→ **PROBLEM TO SOLVE**
Repeat all entries below exactly as shown.

→ **GIVEN ENTRIES**
==*==

// ============================================================================
// Tests
// ============================================================================

#[cfg(test)]
mod tests {
    use super::*;
    use product_reviews_core::{ReviewList, UrlPattern};

    struct StubProvider {
        name: &'static str,
    }

    impl ReviewsProvider for StubProvider {
        fn name(&self) -> &str {
            self.name
        }

        fn get_reviews(&self, _url: &str) -> Result<ReviewList, CoreError> {
            Ok(ReviewList::default())
        }
    }

    fn extension_descriptor(name: &'static str, pattern: &str) -> ProviderDescriptor {
        ProviderDescriptor::new(
            name,
            format!("extension provider {name}"),
            UrlPattern::new(pattern).unwrap(),
            Arc::new(move || Box::new(StubProvider { name })),
        )
        .with_source(DiscoverySource::Extension)
    }

    fn write_plugin(dir: &std::path::Path, file: &str, name: &str, pattern: &str) {
        // Literal TOML strings so regex backslashes survive untouched.
        let content = format!(
            "[provider]\nname = '{name}'\ndescription = 'plugin {name}'\nurl_pattern = '{pattern}'\nkind = 'jsonfs'\n"
        );
        std::fs::write(dir.join(file), content).unwrap();
    }

    #[test]
    fn test_builtins_only_when_nothing_else_configured() {
        let registry = Registry::new(RegistryConfig::new());
        assert_eq!(registry.provider_names(), vec!["dummy", "jsonfs"]);
    }

    #[test]
    fn test_empty_plugins_dir_yields_builtin_names() {
        let dir = tempfile::tempdir().unwrap();
        let registry = Registry::new(RegistryConfig::new().with_plugins_dir(dir.path()));
        assert_eq!(registry.provider_names(), vec!["dummy", "jsonfs"]);
    }

    #[test]
    fn test_get_unknown_name_fails() {
        let registry = Registry::new(RegistryConfig::new());
        let result = registry.get("nope");
        assert!(matches!(result, Err(CoreError::ProviderNotFound(_))));
    }

    #[test]
    fn test_instantiate_builds_provider() {
        let registry = Registry::new(RegistryConfig::new());
        let provider = registry.instantiate("dummy").unwrap();
        assert_eq!(provider.name(), "dummy");
    }

    #[test]
    fn test_url_dispatch_is_deterministic() {
        let registry = Registry::new(RegistryConfig::new());
        let url = "https://example.com/reviews/product-1";
        let first = registry.provider_for_url(url).unwrap();
        let second = registry.provider_for_url(url).unwrap();
        assert_eq!(first.name, "dummy");
        assert_eq!(first.name, second.name);
    }

    #[test]
    fn test_no_matching_provider_fails() {
        let registry = Registry::new(RegistryConfig::new());
        let result = registry.provider_for_url("https://no-match.example/x");
        assert!(matches!(result, Err(CoreError::ProviderNotFound(_))));
    }

    #[test]
    fn test_first_match_in_discovery_order_wins() {
        // Both the builtin dummy and this extension match example.com URLs,
        // but dummy comes first in discovery order.
        let ext = extension_descriptor("late-match", r"https?://example\.com/.*");
        let registry = Registry::with_extensions(RegistryConfig::new(), vec![ext]);
        let desc = registry
            .provider_for_url("https://example.com/reviews/product-1")
            .unwrap();
        assert_eq!(desc.name, "dummy");
    }

    #[test]
    fn test_filesystem_plugin_joins_namespace() {
        let dir = tempfile::tempdir().unwrap();
        write_plugin(dir.path(), "shop.toml", "shop", r"https://shop\.example/.*");
        let registry = Registry::new(RegistryConfig::new().with_plugins_dir(dir.path()));
        assert_eq!(registry.provider_names(), vec!["dummy", "jsonfs", "shop"]);
        assert_eq!(
            registry
                .provider_for_url("https://shop.example/p/9")
                .unwrap()
                .name,
            "shop"
        );
    }

    #[test]
    fn test_later_source_overrides_builtin_by_name() {
        let dir = tempfile::tempdir().unwrap();
        write_plugin(dir.path(), "dummy.toml", "dummy", r"https://override\.example/.*");
        let registry = Registry::new(RegistryConfig::new().with_plugins_dir(dir.path()));

        // Same namespace size; the override keeps the original position.
        assert_eq!(registry.provider_names(), vec!["dummy", "jsonfs"]);
        let desc = registry.get("dummy").unwrap();
        assert_eq!(desc.source, DiscoverySource::Filesystem);
        assert!(desc.check_url("https://override.example/p/1"));
    }

    #[test]
    fn test_extension_overrides_filesystem_plugin() {
        let dir = tempfile::tempdir().unwrap();
        write_plugin(dir.path(), "shop.toml", "shop", r"https://shop\.example/.*");
        let ext = extension_descriptor("shop", r"https://ext\.example/.*");
        let registry = Registry::with_extensions(
            RegistryConfig::new().with_plugins_dir(dir.path()),
            vec![ext],
        );
        let desc = registry.get("shop").unwrap();
        assert_eq!(desc.source, DiscoverySource::Extension);
    }

    #[test]
    fn test_extension_without_name_is_excluded() {
        let ext = extension_descriptor("", r"https://anon\.example/.*");
        let registry = Registry::with_extensions(RegistryConfig::new(), vec![ext]);
        assert_eq!(registry.provider_names(), vec!["dummy", "jsonfs"]);
    }

    #[test]
    fn test_clear_cache_retriggers_discovery() {
        let dir = tempfile::tempdir().unwrap();
        let registry = Registry::new(RegistryConfig::new().with_plugins_dir(dir.path()));
        assert_eq!(registry.count(), 2);

        // A plugin added after the first load is invisible until the cache
        // is cleared.
        write_plugin(dir.path(), "late.toml", "late", r"https://late\.example/.*");
        assert_eq!(registry.count(), 2);

        registry.clear_cache();
        assert_eq!(registry.provider_names(), vec!["dummy", "jsonfs", "late"]);
    }

    #[test]
    fn test_register_extension_invalidates_cache() {
        let mut registry = Registry::new(RegistryConfig::new());
        assert_eq!(registry.count(), 2);

        registry.register_extension(extension_descriptor("extra", r"https://extra\.example/.*"));
        assert_eq!(registry.provider_names(), vec!["dummy", "jsonfs", "extra"]);
    }

    #[test]
    fn test_iter_matches_list_order() {
        let registry = Registry::new(RegistryConfig::new());
        let iterated: Vec<_> = registry.iter().map(|(name, _)| name).collect();
        assert_eq!(iterated, registry.provider_names());
    }

    #[test]
    fn test_iter_pairs_names_with_descriptors() {
        let registry = Registry::new(RegistryConfig::new());
        for (name, descriptor) in registry.iter() {
            assert_eq!(name, descriptor.name);
        }
    }

    #[test]
    fn test_concurrent_first_access_discovers_once() {
        let dir = tempfile::tempdir().unwrap();
        write_plugin(dir.path(), "shop.toml", "shop", r"https://shop\.example/.*");
        let registry = Registry::new(RegistryConfig::new().with_plugins_dir(dir.path()));

        let names: Vec<Vec<String>> = std::thread::scope(|s| {
            let handles: Vec<_> = (0..8)
                .map(|_| s.spawn(|| registry.provider_names()))
                .collect();
            handles.into_iter().map(|h| h.join().unwrap()).collect()
        });
        for result in &names {
            assert_eq!(*result, vec!["dummy", "jsonfs", "shop"]);
        }

        // Population ran exactly once: the cached set survives the plugin
        // file's removal, so later reads serve the same snapshot instead
        // of re-running discovery.
        std::fs::remove_file(dir.path().join("shop.toml")).unwrap();
        assert_eq!(registry.provider_names(), vec!["dummy", "jsonfs", "shop"]);

        registry.clear_cache();
        assert_eq!(registry.provider_names(), vec!["dummy", "jsonfs"]);
    }

    #[test]
    fn test_list_is_stable_across_repeated_calls() {
        let registry = Registry::new(RegistryConfig::new());
        let first = registry.provider_names();
        let second = registry.provider_names();
        assert_eq!(first, second);
    }
}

==*==

→ **RESULT**
// ============================================================================
// Tests
// ============================================================================

#[cfg(test)]
mod tests {
    use super::*;
    use product_reviews_core::{ReviewList, UrlPattern};

    struct StubProvider {
        name: &'static str,
    }

    impl ReviewsProvider for StubProvider {
        fn name(&self) -> &str {
            self.name
        }

        fn get_reviews(&self, _url: &str) -> Result<ReviewList, CoreError> {
            Ok(ReviewList::default())
        }
    }

    fn extension_descriptor(name: &'static str, pattern: &str) -> ProviderDescriptor {
        ProviderDescriptor::new(
            name,
            format!("extension provider {name}"),
            UrlPattern::new(pattern).unwrap(),
            Arc::new(move || Box::new(StubProvider { name })),
        )
        .with_source(DiscoverySource::Extension)
    }

    fn write_plugin(dir: &std::path::Path, file: &str, name: &str, pattern: &str) {
        // Literal TOML strings so regex backslashes survive untouched.
        let content = format!(
            "[provider]\nname = '{name}'\ndescription = 'plugin {name}'\nurl_pattern = '{pattern}'\nkind = 'jsonfs'\n"
        );
        std::fs::write(dir.join(file), content).unwrap();
    }

    #[test]
    fn test_builtins_only_when_nothing_else_configured() {
        let registry = Registry::new(RegistryConfig::new());
        assert_eq!(registry.provider_names(), vec!["dummy", "jsonfs"]);
    }

    #[test]
    fn test_empty_plugins_dir_yields_builtin_names() {
        let dir = tempfile::tempdir().unwrap();
        let registry = Registry::new(RegistryConfig::new().with_plugins_dir(dir.path()));
        assert_eq!(registry.provider_names(), vec!["dummy", "jsonfs"]);
    }

    #[test]
    fn test_get_unknown_name_fails() {
        let registry = Registry::new(RegistryConfig::new());
        let result = registry.get("nope");
        assert!(matches!(result, Err(CoreError::ProviderNotFound(_))));
    }

    #[test]
    fn test_instantiate_builds_provider() {
        let registry = Registry::new(RegistryConfig::new());
        let provider = registry.instantiate("dummy").unwrap();
        assert_eq!(provider.name(), "dummy");
    }

    #[test]
    fn test_url_dispatch_is_deterministic() {
        let registry = Registry::new(RegistryConfig::new());
        let url = "https://example.com/reviews/product-1";
        let first = registry.provider_for_url(url).unwrap();
        let second = registry.provider_for_url(url).unwrap();
        assert_eq!(first.name, "dummy");
        assert_eq!(first.name, second.name);
    }

    #[test]
    fn test_no_matching_provider_fails() {
        let registry = Registry::new(RegistryConfig::new());
        let result = registry.provider_for_url("https://no-match.example/x");
        assert!(matches!(result, Err(CoreError::ProviderNotFound(_))));
    }

    #[test]
    fn test_first_match_in_discovery_order_wins() {
        // Both the builtin dummy and this extension match example.com URLs,
        // but dummy comes first in discovery order.
        let ext = extension_descriptor("late-match", r"https?://example\.com/.*");
        let registry = Registry::with_extensions(RegistryConfig::new(), vec![ext]);
        let desc = registry
            .provider_for_url("https://example.com/reviews/product-1")
            .unwrap();
        assert_eq!(desc.name, "dummy");
    }

    #[test]
    fn test_filesystem_plugin_joins_namespace() {
        let dir = tempfile::tempdir().unwrap();
        write_plugin(dir.path(), "shop.toml", "shop", r"https://shop\.example/.*");
        let registry = Registry::new(RegistryConfig::new().with_plugins_dir(dir.path()));
        assert_eq!(registry.provider_names(), vec!["dummy", "jsonfs", "shop"]);
        assert_eq!(
            registry
                .provider_for_url("https://shop.example/p/9")
                .unwrap()
                .name,
            "shop"
        );
    }

    #[test]
    fn test_later_source_overrides_builtin_by_name() {
        let dir = tempfile::tempdir().unwrap();
        write_plugin(dir.path(), "dummy.toml", "dummy", r"https://override\.example/.*");
        let registry = Registry::new(RegistryConfig::new().with_plugins_dir(dir.path()));

        // Same namespace size; the override keeps the original position.
        assert_eq!(registry.provider_names(), vec!["dummy", "jsonfs"]);
        let desc = registry.get("dummy").unwrap();
        assert_eq!(desc.source, DiscoverySource::Filesystem);
        assert!(desc.check_url("https://override.example/p/1"));
    }

    #[test]
    fn test_extension_overrides_filesystem_plugin() {
        let dir = tempfile::tempdir().unwrap();
        write_plugin(dir.path(), "shop.toml", "shop", r"https://shop\.example/.*");
        let ext = extension_descriptor("shop", r"https://ext\.example/.*");
        let registry = Registry::with_extensions(
            RegistryConfig::new().with_plugins_dir(dir.path()),
            vec![ext],
        );
        let desc = registry.get("shop").unwrap();
        assert_eq!(desc.source, DiscoverySource::Extension);
    }

    #[test]
    fn test_extension_without_name_is_excluded() {
        let ext = extension_descriptor("", r"https://anon\.example/.*");
        let registry = Registry::with_extensions(RegistryConfig::new(), vec![ext]);
        assert_eq!(registry.provider_names(), vec!["dummy", "jsonfs"]);
    }

    #[test]
    fn test_clear_cache_retriggers_discovery() {
        let dir = tempfile::tempdir().unwrap();
        let registry = Registry::new(RegistryConfig::new().with_plugins_dir(dir.path()));
        assert_eq!(registry.count(), 2);

        // A plugin added after the first load is invisible until the cache
        // is cleared.
        write_plugin(dir.path(), "late.toml", "late", r"https://late\.example/.*");
        assert_eq!(registry.count(), 2);

        registry.clear_cache();
        assert_eq!(registry.provider_names(), vec!["dummy", "jsonfs", "late"]);
    }

    #[test]
    fn test_register_extension_invalidates_cache() {
        let mut registry = Registry::new(RegistryConfig::new());
        assert_eq!(registry.count(), 2);

        registry.register_extension(extension_descriptor("extra", r"https://extra\.example/.*"));
        assert_eq!(registry.provider_names(), vec!["dummy", "jsonfs", "extra"]);
    }

    #[test]
    fn test_iter_matches_list_order() {
        let registry = Registry::new(RegistryConfig::new());
        let iterated: Vec<_> = registry.iter().map(|(name, _)| name).collect();
        assert_eq!(iterated, registry.provider_names());
    }

    #[test]
    fn test_iter_pairs_names_with_descriptors() {
        let registry = Registry::new(RegistryConfig::new());
        for (name, descriptor) in registry.iter() {
            assert_eq!(name, descriptor.name);
        }
    }

    #[test]
    fn test_concurrent_first_access_discovers_once() {
        let dir = tempfile::tempdir().unwrap();
        write_plugin(dir.path(), "shop.toml", "shop", r"https://shop\.example/.*");
        let registry = Registry::new(RegistryConfig::new().with_plugins_dir(dir.path()));

        let names: Vec<Vec<String>> = std::thread::scope(|s| {
            let handles: Vec<_> = (0..8)
                .map(|_| s.spawn(|| registry.provider_names()))
                .collect();
            handles.into_iter().map(|h| h.join().unwrap()).collect()
        });
        for result in &names {
            assert_eq!(*result, vec!["dummy", "jsonfs", "shop"]);
        }

        // Population ran exactly once: the cached set survives the plugin
        // file's removal, so later reads serve the same snapshot instead
        // of re-running discovery.
        std::fs::remove_file(dir.path().join("shop.toml")).unwrap();
        assert_eq!(registry.provider_names(), vec!["dummy", "jsonfs", "shop"]);

        registry.clear_cache();
        assert_eq!(registry.provider_names(), vec!["dummy", "jsonfs"]);
    }

    #[test]
    fn test_list_is_stable_across_repeated_calls() {
        let registry = Registry::new(RegistryConfig::new());
        let first = registry.provider_names();
        let second = registry.provider_names();
        assert_eq!(first, second);
    }
}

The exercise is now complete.